After all these financial deductions and speculations based on a non-financial quarterly shareholder update letter, let’s see what Fastned had to tell us about the company’s activities, expectations and forecasts.

The year 2022 will be the year of tenders in France and Germany. In France, there will be tenders from private toll road companies in their 360 motorway service areas. Fastned must gain a fair share to create highway coverage. Next to the toll roads, large parts of France are served by public roads. Along these roads, which often affect city limits, if not city centers, Fastned can find many more first-class places for charging stations.

The French Fastned organization has proven to be really good at getting stations built. From acquisition of location to opening, two years is a normal period. In early 2021, Fastned won a tender at 9 locations in eastern France. Nine months later, six of these sites are operational. The team had to start building the infrastructure to cut back on bureaucracy, find suppliers and hire contractors.
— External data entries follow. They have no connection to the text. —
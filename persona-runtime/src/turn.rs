//! The turn pipeline: state in, prompt out, reply applied.

use chrono::{DateTime, Utc};
use chrono_tz::Tz;
use persona_core::config::{ScheduleConfig, WorldBookConfig};
use persona_core::context::TurnContext;
use persona_core::gap::GapAnalyzer;
use persona_core::schedule::ScheduledMessage;
use persona_core::time::RelativeTimeResolver;
use persona_core::world_book::KnowledgeBase;
use persona_core::{Character, Message, PersonaConfig, Role};
use persona_llm::prompt::PromptEngine;
use persona_llm::tools::{ScheduleMessageArgs, schedule_message_tool};
use persona_llm::{ChatMessage, GenerationParams, GenerationRequest, GenerationResponse, ResponseGenerator};
use tracing::{debug, info};

use crate::backend::reply_params;
use crate::error::Result;
use crate::hooks::on_user_message;
use crate::state::SharedCharacter;

/// What a turn produced.
#[derive(Debug, Clone, PartialEq, Eq)]
pub struct TurnOutcome {
    /// Text shown to the user now, if any.
    pub reply: Option<String>,
    /// Follow-up the character promised, if any.
    pub scheduled: Option<ScheduledMessage>,
}

/// Runs conversational turns against a [`ResponseGenerator`].
pub struct TurnEngine<G> {
    generator: G,
    prompts: PromptEngine,
    analyzer: GapAnalyzer,
    times: RelativeTimeResolver,
    world_book: WorldBookConfig,
    schedule: ScheduleConfig,
    params: GenerationParams,
    tz: Tz,
}

impl<G: ResponseGenerator> TurnEngine<G> {
    /// Build an engine from configuration.
    ///
    /// # Errors
    /// Returns an error if the configured time zone is unknown.
    pub fn new(generator: G, config: &PersonaConfig) -> Result<Self> {
        Ok(Self {
            generator,
            prompts: PromptEngine::builtin(),
            analyzer: GapAnalyzer::new(&config.gap),
            times: RelativeTimeResolver::new(&config.schedule),
            world_book: config.world_book.clone(),
            schedule: config.schedule.clone(),
            params: reply_params(&config.llm),
            tz: config.general.timezone()?,
        })
    }

    /// Use a custom prompt set.
    #[must_use]
    pub fn with_prompts(mut self, prompts: PromptEngine) -> Self {
        self.prompts = prompts;
        self
    }

    /// The backend replies are generated with.
    #[must_use]
    pub fn generator(&self) -> &G {
        &self.generator
    }

    /// Derive the turn context for `user_text` at `now`.
    #[must_use]
    pub fn prepare_turn(
        &self,
        character: &Character,
        knowledge_bases: &[KnowledgeBase],
        user_text: &str,
        now: DateTime<Utc>,
    ) -> TurnContext {
        TurnContext::assemble(
            character,
            knowledge_bases,
            user_text,
            &self.analyzer,
            &self.world_book,
            now.with_timezone(&self.tz),
        )
    }

    /// The outbound request: system block, unsummarised history, tools.
    #[must_use]
    pub fn build_request(&self, character: &Character, context: &TurnContext) -> GenerationRequest {
        let system = self
            .prompts
            .companion_system(&character.name, &context.system_block());
        let mut messages = Vec::with_capacity(character.unsummarized().len() + 1);
        messages.push(ChatMessage::system(system));
        messages.extend(character.unsummarized().iter().map(to_chat));

        GenerationRequest {
            messages,
            params: self.params.clone(),
            tools: vec![schedule_message_tool()],
        }
    }

    /// Record `response` on the character.
    ///
    /// A text reply is appended to history. A scheduling call resolves its
    /// time against `user_text` and queues the follow-up, and its optional
    /// immediate reply is appended.
    ///
    /// # Errors
    /// Returns an error for an unknown tool or malformed tool arguments.
    pub fn apply_response(
        &self,
        character: &SharedCharacter,
        response: GenerationResponse,
        user_text: &str,
        now: DateTime<Utc>,
    ) -> Result<TurnOutcome> {
        match response {
            GenerationResponse::Text(text) => {
                let text = text.trim().to_string();
                character.update(|c| c.push_message(Message::assistant(text.as_str(), now)))?;
                Ok(TurnOutcome {
                    reply: Some(text),
                    scheduled: None,
                })
            }
            GenerationResponse::ToolCall(call) => {
                let args = ScheduleMessageArgs::parse(&call)?;
                let due_at = self
                    .times
                    .resolve(
                        args.time_token.as_deref(),
                        Some(user_text),
                        now.with_timezone(&self.tz),
                    )
                    .with_timezone(&Utc);
                let scheduled = ScheduledMessage::new(due_at, args.reason, args.time_token);
                let reply = args.reply.map(|r| r.trim().to_string()).filter(|r| !r.is_empty());
                let max_pending = self.schedule.max_pending;

                character.update(|c| -> persona_core::error::Result<()> {
                    c.schedule.push(scheduled.clone(), max_pending);
                    if let Some(reply) = &reply {
                        c.push_message(Message::assistant(reply.as_str(), now))?;
                    }
                    Ok(())
                })?;
                info!(due_at = %scheduled.due_at, reason = %scheduled.reason, "Follow-up scheduled");
                Ok(TurnOutcome {
                    reply,
                    scheduled: Some(scheduled),
                })
            }
        }
    }

    /// Record the user's message, generate a reply and apply it.
    ///
    /// No lock is held while waiting on the generator.
    ///
    /// # Errors
    /// Out-of-order messages, backend failures and malformed tool calls.
    pub async fn run_turn(
        &self,
        character: &SharedCharacter,
        knowledge_bases: &[KnowledgeBase],
        user_text: &str,
        now: DateTime<Utc>,
    ) -> Result<TurnOutcome> {
        on_user_message(character, user_text, now)?;
        let snapshot = character.snapshot();
        let context = self.prepare_turn(&snapshot, knowledge_bases, user_text, now);
        let request = self.build_request(&snapshot, &context);
        debug!(
            character = %snapshot.id,
            messages = request.messages.len(),
            blame = ?context.gap.blame,
            "Turn request sent"
        );
        let response = self.generator.generate(&request).await?;
        self.apply_response(character, response, user_text, now)
    }
}

pub(crate) fn to_chat(message: &Message) -> ChatMessage {
    match message.role {
        Role::User => ChatMessage::user(message.content.as_str()),
        Role::Assistant => ChatMessage::assistant(message.content.as_str()),
        Role::System => ChatMessage::system(message.content.as_str()),
    }
}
This is a team that can open all over France for electric car drivers using Fastned stations.

The German federal government is writing tenders for 1,100 locations. Two hundred of these are dedicated motorway sites, the other nine hundred are search areas where the tender winner must find a location for a highly subsidized charging station. These 1,100 locations are offered in many different sizes. There are 6 highway lots and over twenty lands.

€ 2 billion is available for the operation and investment of these new stations in the first years of operation. The government dictates strict pricing schemes in return for these subsidies. Fastned will try to win a number of these tenders. This does not stop Fastned from looking for prime locations. Location can trump grants, as we see with revenue and leverage of Ionity compared to Fastned.

The Flemish part of Belgium is “in your pocket.” With the current seats won, one can travel along the Flemish motorways from Fastned station to Fastned station. More support in urban and rural areas is the next task for Fastned Belgium. The French-speaking southeastern part of Belgium is still a white area on all charge cards. It has a very green environment and transport minister, but somehow he is not aware that chargers are essential for clean transport.

For Denmark, Poland, the Czech Republic, Austria, Italy, Spain and Portugal there is no news. In the comments, you can tell what is likely, or should be, the seventh country where Fastned opens stations.